We reached the trail, where a couple sets of people looked surprised to see us emerge from the woods. To my shock, the man abruptly left me standing there. He took off walking quickly in the direction where we’d started from. I turned and walked as fast as I could in the opposite direction.
Sam said he was going to hang up and call 911 while driving to the lake to come find me. I called 911 as I started the long walk to the garden.
The call dispatcher asked me if I’d been raped. No. Could I walk? Yes, poorly. What did he look like? Was he having a mental episode? Did he seem like he was intoxicated or on drugs? And various other questions that I would be asked over and over and over in the coming months and years.
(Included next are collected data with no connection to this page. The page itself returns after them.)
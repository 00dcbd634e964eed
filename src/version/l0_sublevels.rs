//! Organization of L0 into non-overlapping sublevels.
//!
//! L0 files may overlap one another. Sublevels restore a leveled view: every
//! file is placed one sublevel above the highest sublevel holding an older
//! file it overlaps, so within a sublevel no two files overlap, and a newer
//! overlapping file always sits in a higher sublevel.
//!
//! ```text
//! L0.2:          [f-----h]
//! L0.1:     [c------g]
//! L0.0:  [a----d]        [i--k]
//! ```
//!
//! Placement is the plain rule above and nothing more: files are visited in
//! seqnum order and each goes one sublevel above the highest overlapping
//! sublevel. No interval structure is kept, so there is no per-interval
//! compaction picking state. Flush split keys are the smallest keys at which
//! the size accumulated by walking the files in smallest-key order reaches
//! the configured split size.
//!
//! A file's sublevel depends only on older files, so appending newer files
//! (a flush or an ingest) never moves existing files. That lets
//! [`L0Sublevels::add_l0_files`] extend a previous organization instead of
//! rebuilding it.

use std::cmp::Ordering;
use std::collections::HashMap;
use std::fmt::Write as _;
use std::sync::Arc;

use bytes::Bytes;

use crate::error::{Error, Result};
use crate::types::{FileNum, FormatKey};
use crate::util::comparator::Comparator;
use crate::version::file_metadata::{sort_by_seq_num, FileMetadata};
use crate::version::level_metadata::{LevelMetadata, LevelSlice};

/// L0 files grouped into sublevels. Sublevel 0 holds the oldest data.
pub struct L0Sublevels {
    /// One key-ordered slice per sublevel, oldest first.
    pub levels: Vec<LevelSlice>,
    level_files: Vec<Vec<Arc<FileMetadata>>>,
    /// Every L0 file in sequence number order.
    files: Vec<Arc<FileMetadata>>,
    sublevel_of: HashMap<FileNum, usize>,
    flush_split_user_keys: Vec<Bytes>,
    cmp: Arc<dyn Comparator>,
    format_key: FormatKey,
}

impl L0Sublevels {
    /// Organize the files of `level` (which must be L0) into sublevels.
    pub fn new(
        level: &LevelMetadata,
        cmp: Arc<dyn Comparator>,
        format_key: FormatKey,
        flush_split_bytes: i64,
    ) -> Result<Self> {
        let mut s = Self {
            levels: Vec::new(),
            level_files: Vec::new(),
            files: Vec::with_capacity(level.len()),
            sublevel_of: HashMap::with_capacity(level.len()),
            flush_split_user_keys: Vec::new(),
            cmp,
            format_key,
        };
        let mut files = level.slice().files();
        sort_by_seq_num(&mut files);
        for f in files {
            s.place(f)?;
        }
        s.finish(flush_split_bytes)?;
        Ok(s)
    }

    /// Extend this organization with `files`, which must all be newer than
    /// every file already present. Returns
    /// [`Error::InvalidL0SublevelsOpt`] when that does not hold and a full
    /// rebuild is required.
    pub fn add_l0_files(&self, files: &[Arc<FileMetadata>], flush_split_bytes: i64) -> Result<Self> {
        let mut added = files.to_vec();
        sort_by_seq_num(&mut added);
        if let (Some(newest), Some(first)) = (self.files.last(), added.first()) {
            if !newest.less_seq_num(first) {
                return Err(Error::InvalidL0SublevelsOpt);
            }
        }

        let mut s = Self {
            levels: Vec::new(),
            level_files: self.level_files.clone(),
            files: self.files.clone(),
            sublevel_of: self.sublevel_of.clone(),
            flush_split_user_keys: Vec::new(),
            cmp: self.cmp.clone(),
            format_key: self.format_key,
        };
        for f in added {
            s.place(f)?;
        }
        s.finish(flush_split_bytes)?;
        Ok(s)
    }

    /// Put `f` one sublevel above the highest sublevel it overlaps. Files
    /// must arrive in sequence number order.
    fn place(&mut self, f: Arc<FileMetadata>) -> Result<()> {
        if let Some(prev) = self.files.last() {
            if f.cmp_seq_num(prev) != Ordering::Greater {
                return Err(Error::corruption(format!(
                    "L0 files {} and {} are not properly ordered",
                    prev.file_num, f.file_num
                )));
            }
        }
        let mut sublevel = 0;
        for (i, level) in self.level_files.iter().enumerate().rev() {
            if overlapping_index(self.cmp.as_ref(), level, &f).is_some() {
                sublevel = i + 1;
                break;
            }
        }
        if sublevel == self.level_files.len() {
            self.level_files.push(Vec::new());
        }
        let level = &mut self.level_files[sublevel];
        let cmp = self.cmp.as_ref();
        let pos = level.partition_point(|g| g.cmp_smallest_key(&f, cmp) == Ordering::Less);
        level.insert(pos, f.clone());
        self.sublevel_of.insert(f.file_num, sublevel);
        self.files.push(f);
        Ok(())
    }

    fn finish(&mut self, flush_split_bytes: i64) -> Result<()> {
        self.levels = self
            .level_files
            .iter()
            .map(|files| LevelSlice::key_sorted(&self.cmp, files))
            .collect::<Result<_>>()?;
        self.flush_split_user_keys = self.compute_flush_split_keys(flush_split_bytes);
        Ok(())
    }

    fn compute_flush_split_keys(&self, flush_split_bytes: i64) -> Vec<Bytes> {
        let mut keys = Vec::new();
        if flush_split_bytes <= 0 || self.files.is_empty() {
            return keys;
        }
        let cmp = self.cmp.as_ref();
        let mut by_key: Vec<&Arc<FileMetadata>> = self.files.iter().collect();
        by_key.sort_by(|a, b| cmp.compare(&a.smallest.user_key, &b.smallest.user_key));

        let mut cumulative: u64 = 0;
        for f in by_key {
            if cumulative >= flush_split_bytes as u64 {
                let key = &f.smallest.user_key;
                let distinct = keys
                    .last()
                    .map_or(true, |last: &Bytes| cmp.compare(last, key) == Ordering::Less);
                if distinct {
                    keys.push(key.clone());
                    cumulative = 0;
                }
            }
            cumulative += f.size;
        }
        keys
    }

    /// Number of sublevels.
    pub fn num_sublevels(&self) -> usize {
        self.levels.len()
    }

    /// Sublevel holding the file with `file_num`, if it is in L0.
    pub fn sublevel(&self, file_num: FileNum) -> Option<usize> {
        self.sublevel_of.get(&file_num).copied()
    }

    /// The largest number of L0 files any single user key may have to be
    /// read from.
    pub fn read_amplification(&self) -> usize {
        let cmp = self.cmp.as_ref();
        let mut points: Vec<&Bytes> = self
            .files
            .iter()
            .flat_map(|f| [&f.smallest.user_key, &f.largest.user_key])
            .collect();
        points.sort_by(|a, b| cmp.compare(&a[..], &b[..]));
        points.dedup_by(|a, b| cmp.compare(&a[..], &b[..]) == Ordering::Equal);

        points
            .into_iter()
            .map(|k| {
                self.files
                    .iter()
                    .filter(|f| f.overlaps(cmp, k, k, false))
                    .count()
            })
            .max()
            .unwrap_or(0)
    }

    /// User keys at which a flush should split its output so each L0 file
    /// covers roughly `flush_split_bytes` of existing L0 data.
    pub fn flush_split_keys(&self) -> &[Bytes] {
        &self.flush_split_user_keys
    }

    /// Sublevels from newest to oldest, one file per line.
    pub fn describe(&self, verbose: bool) -> String {
        describe_sublevels(self.format_key, verbose, &self.levels)
    }

    /// Panic if `other` organizes the same files differently. Used to check
    /// incremental updates against full rebuilds.
    pub(crate) fn cross_check(&self, other: &L0Sublevels) {
        if self.sublevel_of != other.sublevel_of {
            panic!(
                "incremental L0 sublevel organization differs from full rebuild:\n{}\nvs\n{}",
                self.describe(false),
                other.describe(false)
            );
        }
        if self.flush_split_user_keys != other.flush_split_user_keys {
            panic!(
                "incremental L0 flush split keys differ from full rebuild: {:?} vs {:?}",
                self.flush_split_user_keys, other.flush_split_user_keys
            );
        }
    }
}

/// Render sublevels from newest to oldest, as `0.N:` headers followed by
/// indented files.
pub(crate) fn describe_sublevels(format: FormatKey, verbose: bool, sublevels: &[LevelSlice]) -> String {
    let mut buf = String::new();
    for (sublevel, slice) in sublevels.iter().enumerate().rev() {
        let _ = writeln!(buf, "0.{}:", sublevel);
        slice.each(|f| {
            let _ = writeln!(buf, "  {}", f.debug_string(format, verbose));
        });
    }
    buf
}

/// Index of a file in the key-ordered, non-overlapping `level` that
/// overlaps `f`.
fn overlapping_index(cmp: &dyn Comparator, level: &[Arc<FileMetadata>], f: &FileMetadata) -> Option<usize> {
    let start = &f.smallest.user_key;
    let end = &f.largest.user_key;
    let exclusive_end = f.largest.is_exclusive_sentinel();
    // First file that does not end before `start`.
    let i = level.partition_point(|g| {
        let c = cmp.compare(&g.largest.user_key, start);
        c == Ordering::Less || (c == Ordering::Equal && g.largest.is_exclusive_sentinel())
    });
    let g = level.get(i)?;
    g.overlaps(cmp, start, end, exclusive_end).then_some(i)
}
I answered the questions while limping to the Botanical Garden and constantly looking over my shoulder, fearful that the man would come back for me. I passed other people along the trail, but I didn’t speak to them. Not to ask for help, not to warn them of the man. Anyone not in a uniform was untrustworthy.
As I passed the greenhouse that signaled my entrance to the garden property, a cop met me on the trail and escorted me the rest of the way to the parking lot.
Sam arrived right as the ambulance did and served as my steading force.
I stood there dry heaving as a crew of people watched, patiently waiting for their turn to interview me, take my vitals, get me a chair, something to drink. I felt my head, which was already swelling and searched for what surely must be missing patches of hair. But I didn’t care.
I escaped, I escaped, I escaped.
I couldn’t believe it. I still can’t believe it.